Stored entries

//! 操作セッション
//!
//! `InteractionState`（純粋な状態遷移）と `AnalysisBackend`（通信）をつなぐ。
//! 各ハンドラは完了まで走り切る前提で `&mut self` を取る。

mod notice;
mod preview;
mod state;

pub use notice::{Notice, NoticeKind, INFO_LONG, INFO_SHORT};
pub use preview::{PreviewHandle, PreviewRegistry};
pub use state::{AnalysisRequest, InteractionState, Operation, Phase, ANALYZE_FALLBACK_MESSAGE};

use crate::client::AnalysisBackend;
use crate::config::{DEFAULT_HISTORY_LIMIT, MAX_HISTORY_LIMIT};
use crate::confirm::Confirmation;
use crate::upload::SelectedFile;
use analyzer_common::AnalysisParameters;
use std::time::Instant;
use tracing::info;

const DELETE_PROMPT: &str = "Delete this record and its files?";
const CLEAR_PROMPT: &str = "All history and related files will be deleted. Are you sure?";

/// 処理中フラグを保持するガード
///
/// 正常終了でも、待機中に future が破棄された場合でも、drop 時にフラグを下ろす。
struct InFlight<'a> {
    state: &'a mut InteractionState,
    op: Operation,
}

impl<'a> InFlight<'a> {
    fn new(state: &'a mut InteractionState, op: Operation) -> Self {
        Self { state, op }
    }

    fn state(&mut self) -> &mut InteractionState {
        self.state
    }
}

impl Drop for InFlight<'_> {
    fn drop(&mut self) {
        self.state.release(self.op);
    }
}

pub struct Session<B, C> {
    backend: B,
    confirmation: C,
    state: InteractionState,
    history_limit: usize,
}

impl<B: AnalysisBackend, C: Confirmation> Session<B, C> {
    pub fn new(backend: B, confirmation: C, params: AnalysisParameters) -> Self {
        Self {
            backend,
            confirmation,
            state: InteractionState::new(params),
            history_limit: DEFAULT_HISTORY_LIMIT,
        }
    }

    /// 取得件数は `1..=MAX_HISTORY_LIMIT` に収める
    pub fn with_history_limit(mut self, limit: usize) -> Self {
        self.history_limit = limit.clamp(1, MAX_HISTORY_LIMIT);
        self
    }

    pub fn state(&self) -> &InteractionState {
        &self.state
    }

    pub fn backend(&self) -> &B {
        &self.backend
    }

    pub fn params_mut(&mut self) -> &mut AnalysisParameters {
        self.state.params_mut()
    }

    pub fn select_file(&mut self, file: Option<SelectedFile>) {
        self.state.select_file(file);
    }

    /// 起動時の履歴読込（失敗は表示しない）
    pub async fn load_history(&mut self) {
        let outcome = self.backend.list_history(self.history_limit).await;
        self.state.apply_background_refresh(outcome);
    }

    /// 解析を送信し、成功したら履歴を裏で再読込する
    pub async fn submit(&mut self) {
        if self.analyze_selected().await {
            let outcome = self.backend.list_history(self.history_limit).await;
            self.state.apply_background_refresh(outcome);
        }
    }

    /// 解析だけを行う（履歴は再読込しない）。成功したら true
    ///
    /// 未選択・解析中なら何も送らず false。
    pub async fn analyze_selected(&mut self) -> bool {
        let Some(request) = self.state.begin_analysis() else {
            return false;
        };
        info!(file = request.file.name(), "submitting analysis");

        let mut guard = InFlight::new(&mut self.state, Operation::Analysis);
        let outcome = self.backend.analyze(&request.file, &request.params).await;
        let ok = outcome.is_ok();
        guard.state().finish_analysis(outcome);
        ok
    }

    pub async fn refresh_history(&mut self) {
        let outcome = self.backend.list_history(self.history_limit).await;
        self.state.finish_refresh(outcome, Instant::now());
    }

    /// 確認後に1件削除する。該当なし・拒否なら何もしない
    pub async fn delete_record(&mut self, id: &str) {
        if !self.state.can_delete(id) {
            return;
        }
        if !self.confirmation.confirm(DELETE_PROMPT) {
            return;
        }
        if !self.state.begin_delete(id) {
            return;
        }
        info!(id, "deleting history record");

        let mut guard = InFlight::new(&mut self.state, Operation::Delete);
        let outcome = self.backend.delete_history_record(id).await;
        guard.state().finish_delete(id, outcome, Instant::now());
    }

    /// 確認後に全件削除する
    pub async fn clear_history(&mut self) {
        if !self.confirmation.confirm(CLEAR_PROMPT) {
            return;
        }
        if !self.state.begin_clear() {
            return;
        }
        info!("clearing history");

        let mut guard = InFlight::new(&mut self.state, Operation::Clear);
        let outcome = self.backend.clear_history().await;
        guard.state().finish_clear(outcome, Instant::now());
    }

    pub fn expire_notices(&mut self) -> bool {
        self.state.expire_notices(Instant::now())
    }
}
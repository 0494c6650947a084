//! Reflection and surface scattering models

use crate::base::*;
use crate::geometry::*;
use crate::interaction::*;
use crate::sampling::*;
use crate::spectrum::*;
use std::fmt;

mod bxdf_sample;
mod bxdf_type;
mod lambertian_horizon;
mod lambertian_reflection;
mod lambertian_transmission;

// Re-export
pub use bxdf_sample::*;
pub use bxdf_type::*;
pub use lambertian_horizon::*;
pub use lambertian_reflection::*;
pub use lambertian_transmission::*;

/// BxDF for the diffuse scattering models.
///
/// All models follow the same contract. `f` includes the foreshortening
/// cosine so that `f / pdf` is the weight of a sampled direction. Directions
/// are in world space and compared against the normals of the
/// `DifferentialGeometry`.
#[derive(Copy, Clone, Debug, PartialEq)]
pub enum BxDF {
    LambertianReflection(LambertianReflection),
    LambertianTransmission(LambertianTransmission),
    LambertianHorizon(LambertianHorizon),
}

impl BxDF {
    /// Returns the BxDF type.
    pub fn get_type(&self) -> BxDFType {
        match self {
            BxDF::LambertianReflection(bxdf) => bxdf.get_type(),
            BxDF::LambertianTransmission(bxdf) => bxdf.get_type(),
            BxDF::LambertianHorizon(bxdf) => bxdf.get_type(),
        }
    }

    /// Returns true if every flag of this BxDF's type is in `t`.
    ///
    /// * `t` - The reflection model to compare.
    pub fn matches_flags(&self, t: BxDFType) -> bool {
        t.contains(self.get_type())
    }

    /// Returns the value of the distribution function for the given pair of
    /// directions.
    ///
    /// * `wo` - Outgoing direction.
    /// * `dg` - Differential geometry at the shading point.
    /// * `wi` - Incident direction.
    pub fn f(&self, wo: &Vector3f, dg: &DifferentialGeometry, wi: &Vector3f) -> Spectrum {
        match self {
            BxDF::LambertianReflection(bxdf) => bxdf.f(wo, dg, wi),
            BxDF::LambertianTransmission(bxdf) => bxdf.f(wo, dg, wi),
            BxDF::LambertianHorizon(bxdf) => bxdf.f(wo, dg, wi),
        }
    }

    /// Samples an incident direction and returns it with the value of the
    /// distribution function and the PDF.
    ///
    /// * `wo` - Outgoing direction.
    /// * `dg` - Differential geometry at the shading point.
    /// * `u`  - The 2D uniform random values.
    pub fn sample_f(&self, wo: &Vector3f, dg: &DifferentialGeometry, u: &Point2f) -> BxDFSample {
        match self {
            BxDF::LambertianReflection(bxdf) => bxdf.sample_f(wo, dg, u),
            BxDF::LambertianTransmission(bxdf) => bxdf.sample_f(wo, dg, u),
            BxDF::LambertianHorizon(bxdf) => bxdf.sample_f(wo, dg, u),
        }
    }

    /// Evaluates the PDF for the sampling method.
    ///
    /// * `wo` - Outgoing direction.
    /// * `dg` - Differential geometry at the shading point.
    /// * `wi` - Incident direction.
    pub fn pdf(&self, wo: &Vector3f, dg: &DifferentialGeometry, wi: &Vector3f) -> Float {
        match self {
            BxDF::LambertianReflection(bxdf) => bxdf.pdf(wo, dg, wi),
            BxDF::LambertianTransmission(bxdf) => bxdf.pdf(wo, dg, wi),
            BxDF::LambertianHorizon(bxdf) => bxdf.pdf(wo, dg, wi),
        }
    }

    /// Computes the hemispherical-directional reflectance function ρ.
    ///
    /// * `wo` - Outgoing direction.
    /// * `dg` - Differential geometry at the shading point.
    /// * `u`  - Samples used by Monte Carlo algorithm.
    pub fn rho_hd(&self, wo: &Vector3f, dg: &DifferentialGeometry, u: &[Point2f]) -> Spectrum {
        match self {
            BxDF::LambertianReflection(bxdf) => bxdf.rho_hd(wo, u),
            _ => {
                let mut r = Spectrum::ZERO;
                for s in u {
                    // Estimate one term of `rho_hd`.
                    r += self.sample_f(wo, dg, s).weight();
                }
                r / u.len() as Float
            }
        }
    }

    /// Computes the hemispherical-hemispherical reflectance function ρ. The
    /// outgoing directions are spread uniformly over the hemisphere about the
    /// shading normal.
    ///
    /// * `dg` - Differential geometry at the shading point.
    /// * `u1` - Samples used to pick outgoing directions.
    /// * `u2` - Samples used to pick incident directions.
    pub fn rho_hh(&self, dg: &DifferentialGeometry, u1: &[Point2f], u2: &[Point2f]) -> Spectrum {
        match self {
            BxDF::LambertianReflection(bxdf) => bxdf.rho_hh(u1, u2),
            _ => {
                assert!(u1.len() == u2.len());

                let ns = Vector3::from(dg.ns);
                let frame = Matrix3x3::frame(&ns);
                let pdfo = uniform_hemisphere_pdf();

                let mut r = Spectrum::ZERO;
                for (s1, s2) in u1.iter().zip(u2.iter()) {
                    // Estimate one term of `rho_hh`.
                    let wo = frame.transform_vector(&uniform_sample_hemisphere(s1));
                    let sample = self.sample_f(&wo, dg, s2);
                    r += sample.weight() * (abs(wo.dot(&ns)) / pdfo);
                }
                r / (PI * u1.len() as Float)
            }
        }
    }
}

impl From<LambertianReflection> for BxDF {
    fn from(bxdf: LambertianReflection) -> Self {
        BxDF::LambertianReflection(bxdf)
    }
}

impl From<LambertianTransmission> for BxDF {
    fn from(bxdf: LambertianTransmission) -> Self {
        BxDF::LambertianTransmission(bxdf)
    }
}

impl From<LambertianHorizon> for BxDF {
    fn from(bxdf: LambertianHorizon) -> Self {
        BxDF::LambertianHorizon(bxdf)
    }
}

impl fmt::Display for BxDF {
    /// Formats the value using the given formatter.
    fn fmt(&self, f: &mut fmt::Formatter<'_>) -> fmt::Result {
        match self {
            BxDF::LambertianReflection(bxdf) => write!(f, "BxDF {{ {} }}", bxdf),
            BxDF::LambertianTransmission(bxdf) => write!(f, "BxDF {{ {} }}", bxdf),
            BxDF::LambertianHorizon(bxdf) => write!(f, "BxDF {{ {} }}", bxdf),
        }
    }
}

// ----------------------------------------------------------------------------
// Tests
// ----------------------------------------------------------------------------
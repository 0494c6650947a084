//! Quaternions

use super::common::*;
use super::{Matrix3x3, Vector3};
use num_traits::Num;
use std::fmt;
use std::ops::{Add, Mul, Neg, Sub};

/// A quaternion `w + v.x i + v.y j + v.z k`.
#[derive(Copy, Clone, Debug, PartialEq)]
pub struct Quaternion<T> {
    /// The imaginary `x`, `y`, `z` components represented as a vector.
    pub v: Vector3<T>,

    /// The real component `w`.
    pub w: T,
}

impl<T: Num + Copy> Quaternion<T> {
    /// Create a new quaternion.
    ///
    /// * `v` - The `x`, `y`, `z` components represented as a vector.
    /// * `w` - The real component `w`.
    pub fn new(v: Vector3<T>, w: T) -> Self {
        Self { v, w }
    }

    /// Create the unit quaternion for a rotation of `theta` radians about an
    /// axis. The axis is normalized.
    ///
    /// * `axis`  - The rotation axis.
    /// * `theta` - The rotation angle in radians.
    pub fn from_axis_angle(axis: &Vector3<T>, theta: T) -> Self
    where
        T: num_traits::Float,
    {
        let half = theta / (T::one() + T::one());
        Self::new(axis.normalize() * half.sin(), half.cos())
    }

    /// Returns the square of the length of the quaternion which is the
    /// inner product with itself.
    pub fn length_squared(&self) -> T
    where
        T: Neg<Output = T> + PartialOrd,
    {
        self.dot(self)
    }

    /// Returns the length of the quaternion.
    pub fn length(&self) -> T
    where
        T: num_traits::Float,
    {
        self.length_squared().sqrt()
    }

    /// Normalizes the quaternion by dividing each component by its length.
    pub fn normalize(&self) -> Self
    where
        T: num_traits::Float,
    {
        *self * (T::one() / self.length())
    }

    /// Returns the conjugate `w - v`.
    pub fn conjugate(&self) -> Self
    where
        T: Neg<Output = T>,
    {
        Self::new(-self.v, self.w)
    }
}

impl<T: Num + Copy> Default for Quaternion<T> {
    /// Returns the identity quaternion [0, 0, 0, 1].
    fn default() -> Self {
        Self::new(Vector3::zero(), T::one())
    }
}

impl<T: fmt::Display> fmt::Display for Quaternion<T> {
    /// Formats the value using the given formatter.
    ///
    /// * `f` - Formatter.
    fn fmt(&self, f: &mut fmt::Formatter<'_>) -> fmt::Result {
        write!(f, "[{}, {}, {}, {}]", self.v.x, self.v.y, self.v.z, self.w)
    }
}

impl<T: num_traits::Float> From<Matrix3x3<T>> for Quaternion<T> {
    /// Returns the quaternion of a rotation matrix. The result is only
    /// meaningful when the matrix is a proper rotation.
    ///
    /// * `mat` - The rotation matrix.
    fn from(mat: Matrix3x3<T>) -> Self {
        let m = |i: usize, j: usize| mat.row(i)[j];
        let one = T::one();
        let half = one / (one + one);

        let trace = m(0, 0) + m(1, 1) + m(2, 2);
        if trace > T::zero() {
            // Compute w from matrix trace, then xyz.
            let s = (trace + one).sqrt();
            let w = s * half;
            let s = half / s;
            let v = Vector3::new(
                (m(2, 1) - m(1, 2)) * s,
                (m(0, 2) - m(2, 0)) * s,
                (m(1, 0) - m(0, 1)) * s,
            );
            Self::new(v, w)
        } else {
            // Compute largest of x, y, or z, then remaining components.
            let nxt = [1, 2, 0];
            let mut q = [T::zero(); 3];

            let mut i = 0;
            if m(1, 1) > m(0, 0) {
                i = 1;
            }
            if m(2, 2) > m(i, i) {
                i = 2;
            }

            let j = nxt[i];
            let k = nxt[j];

            let mut s = ((m(i, i) - (m(j, j) + m(k, k))) + one).sqrt();
            q[i] = s * half;
            if s != T::zero() {
                s = half / s;
            }

            let w = (m(k, j) - m(j, k)) * s;
            q[j] = (m(j, i) + m(i, j)) * s;
            q[k] = (m(k, i) + m(i, k)) * s;

            Self::new(Vector3::new(q[0], q[1], q[2]), w)
        }
    }
}

impl<T: Num + Copy> Add for Quaternion<T> {
    type Output = Self;

    /// Adds the components of the given quaternion.
    ///
    /// * `other` - The quaternion to add.
    fn add(self, other: Self) -> Self::Output {
        Self::Output::new(self.v + other.v, self.w + other.w)
    }
}

impl<T: Num + Copy> Sub for Quaternion<T> {
    type Output = Self;

    /// Subtracts the components of the given quaternion.
    ///
    /// * `other` - The quaternion to subtract.
    fn sub(self, other: Self) -> Self::Output {
        Self::Output::new(self.v - other.v, self.w - other.w)
    }
}

impl<T: Num + Copy> Mul<T> for Quaternion<T> {
    type Output = Self;

    /// Scales the components of the quaternion.
    ///
    /// * `f` - The scaling factor.
    fn mul(self, f: T) -> Self::Output {
        Self::Output::new(self.v * f, self.w * f)
    }
}

impl<T: Num + Neg<Output = T> + PartialOrd + Copy> Mul<Quaternion<T>> for Quaternion<T> {
    type Output = Self;

    /// Returns the Hamilton product. Rotating by the product is the same as
    /// rotating by `other` first and then by `self`.
    ///
    /// * `other` - The right hand side quaternion.
    fn mul(self, other: Self) -> Self::Output {
        Self::Output::new(
            other.v * self.w + self.v * other.w + self.v.cross(&other.v),
            self.w * other.w - self.v.dot(&other.v),
        )
    }
}

impl<T: Num + Neg<Output = T> + Copy> Neg for Quaternion<T> {
    type Output = Self;

    /// Scales the components by -1.
    fn neg(self) -> Self::Output {
        Self::Output::new(-self.v, -self.w)
    }
}

impl<T: Num + Neg<Output = T> + PartialOrd + Copy> Dot<Quaternion<T>> for Quaternion<T> {
    type Output = T;

    /// Returns the inner product with another quaternion.
    ///
    /// * `other` - The other quaternion.
    fn dot(&self, other: &Quaternion<T>) -> T {
        self.v.dot(&other.v) + self.w * other.w
    }
}

// ----------------------------------------------------------------------------
// Tests
// ----------------------------------------------------------------------------
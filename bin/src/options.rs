//! Command line options

use clap::{Parser, ValueEnum};
use shading::base::Float;

/// Scattering model to estimate.
#[derive(Copy, Clone, Debug, PartialEq, Eq, ValueEnum)]
pub enum Model {
    /// Lambertian reflection about the shading normal.
    Reflection,

    /// Lambertian transmission through a tilted normal.
    Transmission,

    /// Lambertian reflection attenuated by horizons.
    Horizon,
}

/// Albedo estimator options.
#[derive(Parser, Clone, Debug)]
#[command(author, version, about = "Estimate the albedo of diffuse scattering models.", long_about = None)]
pub struct Options {
    /// The scattering model.
    #[arg(long, value_enum, default_value_t = Model::Reflection)]
    pub model: Model,

    /// Reflectance or transmittance colour.
    #[arg(
        long,
        num_args = 3,
        value_names = ["R", "G", "B"],
        default_values_t = [0.8, 0.8, 0.8],
        allow_negative_numbers = true,
        help = "Reflectance (or transmittance) colour."
    )]
    pub reflectance: Vec<Float>,

    /// Outgoing direction angle from the normal in degrees.
    #[arg(
        long,
        value_name = "DEG",
        default_value_t = 0.0,
        allow_negative_numbers = true,
        help = "Angle of the outgoing direction from the normal in degrees."
    )]
    pub theta: Float,

    /// Number of strata along each side of the sample grid.
    #[arg(
        long,
        short = 'n',
        value_name = "NUM",
        default_value_t = 16,
        help = "Use an NUM x NUM stratified sample grid."
    )]
    pub samples: usize,

    /// Tilt of the transmission normal about the x-axis in degrees.
    #[arg(
        long,
        value_name = "DEG",
        default_value_t = 0.0,
        allow_negative_numbers = true,
        help = "Tilt the transmission normal about the x-axis by DEG degrees."
    )]
    pub tilt: Float,

    /// Horizon elevations towards -x, +x, -y, +y.
    #[arg(
        long,
        num_args = 4,
        value_names = ["NX", "PX", "NY", "PY"],
        default_values_t = [0.0, 0.0, 0.0, 0.0],
        allow_negative_numbers = true,
        help = "Horizon elevations (cosines) towards -x, +x, -y and +y."
    )]
    pub horizon: Vec<Float>,

    /// Width of the transition around each horizon.
    #[arg(long, default_value_t = 0.1, help = "Width of the horizon transition.")]
    pub blend: Float,

    /// Scale applied to the horizon elevations.
    #[arg(long, default_value_t = 1.0, help = "Scale applied to the horizon elevations.")]
    pub strength: Float,

    /// Also estimate hemispherical-hemispherical reflectance.
    #[arg(long, help = "Also estimate the hemispherical-hemispherical reflectance.")]
    pub hh: bool,
}

impl Options {
    /// Checks values that parse but make no sense for an estimate.
    pub fn validate(&self) -> Result<(), String> {
        if self.samples == 0 {
            return Err("At least one sample is needed.".to_string());
        }
        if let Some(c) = self.reflectance.iter().find(|c| **c < 0.0 || c.is_nan()) {
            return Err(format!("Invalid reflectance component {c}."));
        }
        if !self.theta.is_finite() || !self.tilt.is_finite() {
            return Err("Angles must be finite.".to_string());
        }
        Ok(())
    }
}
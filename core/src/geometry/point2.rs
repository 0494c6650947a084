//! 2-D Points

use crate::base::Float;
use num_traits::Num;
use std::fmt;
use std::ops::Index;

/// A 2-D point containing numeric values. Used to carry pairs of uniform
/// sample values in [0, 1).
#[derive(Copy, Clone, Debug, Default, PartialEq)]
pub struct Point2<T> {
    /// X-coordinate.
    pub x: T,

    /// Y-coordinate.
    pub y: T,
}

/// 2-D point containing `Float` values.
pub type Point2f = Point2<Float>;

impl<T: Num> Point2<T> {
    /// Creates a new 2-D point.
    ///
    /// * `x` - X-coordinate.
    /// * `y` - Y-coordinate.
    pub fn new(x: T, y: T) -> Self {
        Self { x, y }
    }
}

impl<T> Index<usize> for Point2<T> {
    type Output = T;

    /// Index the point by coordinate axis.
    ///
    /// * `axis` - A 2-D coordinate axis in [0, 1].
    fn index(&self, axis: usize) -> &Self::Output {
        match axis {
            0 => &self.x,
            1 => &self.y,
            _ => panic!("point axis {} not in [0, 1]", axis),
        }
    }
}

impl<T: fmt::Display> fmt::Display for Point2<T> {
    /// Formats the value using the given formatter.
    ///
    /// * `f` - Formatter.
    fn fmt(&self, f: &mut fmt::Formatter<'_>) -> fmt::Result {
        write!(f, "[{}, {}]", self.x, self.y)
    }
}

# [Your instructions]
Where does the word "files" appear in the records above? Return every line that holds it.

# [Answer box]
const DELETE_PROMPT: &str = "Delete this record and its files?";
const CLEAR_PROMPT: &str = "All history and related files will be deleted. Are you sure?";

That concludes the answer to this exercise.